### Collected data
==========

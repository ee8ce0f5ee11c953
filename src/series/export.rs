use crate::series::{Series, SeriesColumn};
use std::fs::File;
use std::io::{BufWriter, Error, Write};
use std::path::Path;
use strum::IntoEnumIterator;
use strum_macros::{Display, EnumString};

#[derive(Debug, Clone, Copy, PartialEq, Eq, Display, EnumString)]
#[strum(serialize_all = "lowercase")]
pub enum SeriesFormat {
    Csv,
    Tsv,
    Json,
}

impl Series {
    /// Writes the four aligned sequences (plus arrival index) to `path`.
    pub fn export<P: AsRef<Path>>(&self, path: P, fmt: SeriesFormat) -> Result<(), Error> {
        let file = File::create(path)?;
        let mut w = BufWriter::new(file);
        match fmt {
            SeriesFormat::Csv => self.write_delimited(&mut w, ',')?,
            SeriesFormat::Tsv => self.write_delimited(&mut w, '\t')?,
            SeriesFormat::Json => self.write_json(&mut w)?,
        }
        w.flush()
    }

    fn write_delimited<W: Write>(&self, w: &mut W, delimiter: char) -> Result<(), Error> {
        write!(w, "index")?;
        for col in SeriesColumn::iter() {
            write!(w, "{delimiter}{col}")?;
        }
        writeln!(w)?;

        for e in self.entries() {
            write!(w, "{}", e.index)?;
            for col in SeriesColumn::iter() {
                write!(w, "{delimiter}{:.6}", e.value(col))?;
            }
            writeln!(w)?;
        }
        Ok(())
    }

    fn write_json<W: Write>(&self, w: &mut W) -> Result<(), Error> {
        writeln!(w, "[")?;
        let n = self.len();
        for (i, e) in self.entries().iter().enumerate() {
            write!(w, "  ")?;
            serde_json::to_writer(&mut *w, e)?;
            writeln!(w, "{}", if i + 1 == n { "" } else { "," })?;
        }
        writeln!(w, "]")?;
        Ok(())
    }
}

==========

### AIM OF THE EXERCISE
Check which lines of the entries hold the word "Error", then please give only how many there are.

### WRITTEN RESPONSE
4